15 Setembro 2022
Bergoglio na cúpula inter-religiosa: "Não vamos resolver conflitos com as inconclusivas razões da força".
O metropolita Antonij: "Estamos assistindo à falsificação de fatos históricos. Há cada vez mais espaço para palavras cheias de ódio contra os outros povos e as outras religiões".
O apelo do pontífice pelas crianças vítimas dos conflitos.
A reportagem é de Iacopo Scaramuzzi, publicada por Repubblica, 14-09-2022. A tradução é de Luisa Rabolini.
Apenas algumas cadeiras separam o Papa Francisco do metropolita russo Antonij, mas a distância real, medida pelas palavras, é muito maior. Mais de oitenta líderes mundiais de várias religiões estão reunidos em Nur Sultan, a capital futurista do Cazaquistão. Um encontro periódico que quer testemunhar a possibilidade de diálogo e fraternidade para além das diferenças, mas a guerra de Vladimir Putin criou um sulco difícil de reconstruir.
Quando Jorge Mario Bergoglio aborda o tema do "desafio da paz", em seu discurso, ele imediatamente faz referência, ainda que implicitamente, à invasão russa da Ucrânia: "Nas últimas décadas", diz ele, "o diálogo entre os responsáveis das religiões se reportou principalmente a essa temática. No entanto, vemos nossos dias ainda marcados pelo flagelo da guerra, por um clima de confrontos exasperados, pela incapacidade de dar um passo atrás e estender a mão ao outro. É preciso um começo e é preciso, irmãos e irmãs, que venha de nós. Se o Criador, a quem dedicamos a nossa existência, deu origem à vida humana, como podemos nós, que nos professamos crentes, consentir na sua destruição? E como podemos pensar que as pessoas do nosso tempo, muitas das quais vivem como se Deus não existisse, sejam motivadas a empenhar-se num diálogo respeitoso e responsável se as grandes religiões, que constituem a alma de tantas culturas e tradições, não se empenham ativamente pela paz?”, pergunta Francisco. “Nós nunca justificamos a violência. Não permitimos que o sagrado seja explorado pelo profano. Que o sagrado não seja o suporte do poder e que o poder não se segure pela sacralidade! Deus é paz e conduz sempre à paz, nunca à guerra”, pontua o Papa.
A pouca distância está o representante do patriarca russo. Kirill havia anunciado sua participação nos últimos meses, o pontífice argentino gostaria de tê-lo encontrado, pela segunda vez depois do histórico encontro em Cuba em 2016 - o primeiro entre um Papa e um patriarca russo - para lhe pedir, como irmão, para fazer de tudo para acabar com a guerra.
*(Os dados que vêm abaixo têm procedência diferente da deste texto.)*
// src/bin/gui.rs
#![cfg_attr(target_os = "windows", windows_subsystem = "windows")]
use col_compare::{config::state::AppState, core::ident, gui};
use eframe::egui::ViewportBuilder;

fn main() {
    col_compare::log::init(1, false);

    let mut state = AppState::default();

    // Any arguments form the startup city list: `col_compare austin,seattle`
    let args: Vec<String> = std::env::args().skip(1).collect();
    if let Some(ids) = ident::normalize_list(&args) {
        state.options.compare.cities_text = ids.join(",");
    }

    let options = eframe::NativeOptions {
        viewport: ViewportBuilder::default()
            .with_title("Cost of Living Comparison")
            .with_inner_size([state.gui.window_w as f32, state.gui.window_h as f32]),
        ..Default::default()
    };

    if let Err(e) = gui::run(options, state) {
        eprintln!("GUI failed: {}", e);
        std::process::exit(1);
    }
}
A guerra na Ucrânia mudou tudo. O Patriarca ofereceu a Putin, em tons apocalípticos, a justificativa espiritual da intervenção militar. No Cazaquistão, ele não poderia ter prometido nada a Francisco e, além disso, teria sido alvo de críticas até mesmo duras. Não só isso: como o país, que faz fronteira com a Rússia ao norte, criticou a guerra de Putin, talvez temendo um destino semelhante, a visita de Kirill só teria reforçado a apreensão. E assim, embora a Ortodoxia russa esteja em casa neste país de maioria muçulmana, não compareceu. E ele enviou seu "ministro das Relações Exteriores", o manso metropolitano Antonij, que nomeou recentemente para substituir Hilarion, um falcão que se converteu em pomba com a guerra na Ucrânia.
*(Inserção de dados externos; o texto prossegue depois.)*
//! Scraping rules for a city cost-of-living page.
//!
//! The page carries one or more `table.data_wide_table` blocks. Rows come in
//! two shapes:
//! - category header: `<tr><th>Restaurants</th>…</tr>`
//! - line item: `<tr><td>Meal, Inexpensive Restaurant</td><td>20.00 $</td><td>15.00-30.00</td></tr>`
//!
//! Every line item inherits the most recent header above it. Row indices count
//! *all* scanned rows (headers too) so the same page layout yields the same
//! indices for every city.

use once_cell::sync::Lazy;
use scraper::{ElementRef, Html, Selector};

use crate::config::consts::{COST_TABLE_SELECTOR, UNKNOWN_CATEGORY};
use crate::core::number::to_number;
use crate::types::LineItem;

// Compile-time constant selector; parse only fails on invalid CSS.
static COST_ROWS: Lazy<Selector> = Lazy::new(|| {
    Selector::parse(&format!("{COST_TABLE_SELECTOR} tr")).unwrap()
});

/// What a single `<tr>` contributes.
#[derive(Debug, PartialEq)]
enum RowShape {
    /// First cell is `<th>`: new running category.
    Header(String),
    /// First cell is `<td>`: trimmed text of every cell.
    Data(Vec<String>),
    /// No cells at all.
    Other,
}

/// Extract line items from one city document.
///
/// `None` when the document is blank, has no cost table, the table has no
/// rows, or no row carries an item name.
pub fn extract_cost_rows(doc: &str) -> Option<Vec<LineItem>> {
    if doc.trim().is_empty() {
        return None;
    }

    let html = Html::parse_document(doc);
    let rows: Vec<ElementRef> = html.select(&COST_ROWS).collect();
    if rows.is_empty() {
        return None;
    }

    // Fold with (current category, records) as the accumulator.
    let (_, items) = rows.iter().enumerate().fold(
        (s!(UNKNOWN_CATEGORY), Vec::<LineItem>::new()),
        |(category, mut items), (idx, tr)| match classify(tr) {
            RowShape::Header(text) => (text, items),
            RowShape::Data(cells) => {
                items.push(candidate(idx, &category, &cells));
                (category, items)
            }
            RowShape::Other => (category, items),
        },
    );

    let items: Vec<LineItem> = items.into_iter().filter(|r| !r.item.is_empty()).collect();
    if items.is_empty() { None } else { Some(items) }
}

fn classify(tr: &ElementRef) -> RowShape {
    let cells: Vec<ElementRef> = tr
        .children()
        .filter_map(ElementRef::wrap)
        .filter(|el| matches!(el.value().name(), "td" | "th"))
        .collect();

    match cells.first().map(|c| c.value().name()) {
        Some("th") => RowShape::Header(cell_text(&cells[0])),
        Some(_) => RowShape::Data(cells.iter().map(cell_text).collect()),
        None => RowShape::Other,
    }
}

fn cell_text(el: &ElementRef) -> String {
    el.text().collect::<String>().trim().to_string()
}

/// Line item from data-row cells: [item, median, range].
fn candidate(idx: usize, category: &str, cells: &[String]) -> LineItem {
    LineItem {
        idx,
        category: s!(category),
        item: cells.first().cloned().unwrap_or_default(),
        median: to_number(cells.get(1).map(String::as_str)),
        range: cells.get(2).cloned(),
    }
}

#[cfg(test)]
mod tests {
    use super::*;

    fn row(html: &str) -> RowShape {
        let doc = format!(r#"<table class="data_wide_table">{html}</table>"#);
        let parsed = Html::parse_document(&doc);
        let tr = parsed.select(&COST_ROWS).next().unwrap();
        classify(&tr)
    }

    #[test]
    fn classify_header_and_data_rows() {
        assert_eq!(row("<tr><th> Markets </th><th>Edit</th></tr>"), RowShape::Header(s!("Markets")));
        assert_eq!(
            row("<tr><td>Milk</td><td> 1.50&nbsp;$ </td></tr>"),
            RowShape::Data(vec![s!("Milk"), s!("1.50\u{a0}$")])
        );
        assert_eq!(row("<tr></tr>"), RowShape::Other);
    }

    #[test]
    fn first_cell_decides_shape() {
        // A trailing <th> does not turn a data row into a header.
        assert!(matches!(row("<tr><td>Eggs</td><th>x</th></tr>"), RowShape::Data(_)));
    }

    #[test]
    fn nested_markup_text_is_flattened() {
        let shape = row(r#"<tr><td><a href="/x">Rent <b>1 bed</b></a></td><td><span>900.00</span> $</td></tr>"#);
        assert_eq!(shape, RowShape::Data(vec![s!("Rent 1 bed"), s!("900.00 $")]));
    }

    #[test]
    fn missing_cells_yield_absent_fields() {
        let doc = r#"<table class="data_wide_table"><tr><td>Water</td></tr></table>"#;
        let rows = extract_cost_rows(doc).unwrap();
        assert_eq!(rows[0].median, None);
        assert_eq!(rows[0].range, None);
        assert_eq!(rows[0].category, UNKNOWN_CATEGORY);
    }

    #[test]
    fn blank_document_is_none() {
        assert_eq!(extract_cost_rows(""), None);
        assert_eq!(extract_cost_rows("   \n"), None);
    }
}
Antonij não descarta um novo encontro entre o Papa e Kirill, mas o pontua de condições que não o tornam fácil de realizar: "A possibilidade existe, mas esse encontro deve ser bem preparado", disse ele quando questionado por alguns jornalistas à margem da cúpula: "Temos que ver onde, quando, e o mais importante é ter um apelo (conjunto) no final, como fizemos em Havana." O representante russo lembrou que um novo encontro já estava em discussão na primavera passada e deveria acontecer em Jerusalém, depois "a Santa Sé o cancelou". A guerra na Ucrânia havia começado e o Vaticano temia que Moscou usasse aquele encontro para fortalecer sua posição.
"O Papa confirmou que é necessário ter outro encontro", disse agora o Metropolita Antonij, mas "devemos ver quando e onde: não discutimos os detalhes". Quanto à definição com que o Papa, nos últimos meses, rotulou Kirill - "coroinha do Putin" - "é claro que expressões desse tipo não são úteis para a unidade dos cristãos: foi uma surpresa, digamos... mas sabemos que é importante que dois líderes religiosos sigam em frente juntos”.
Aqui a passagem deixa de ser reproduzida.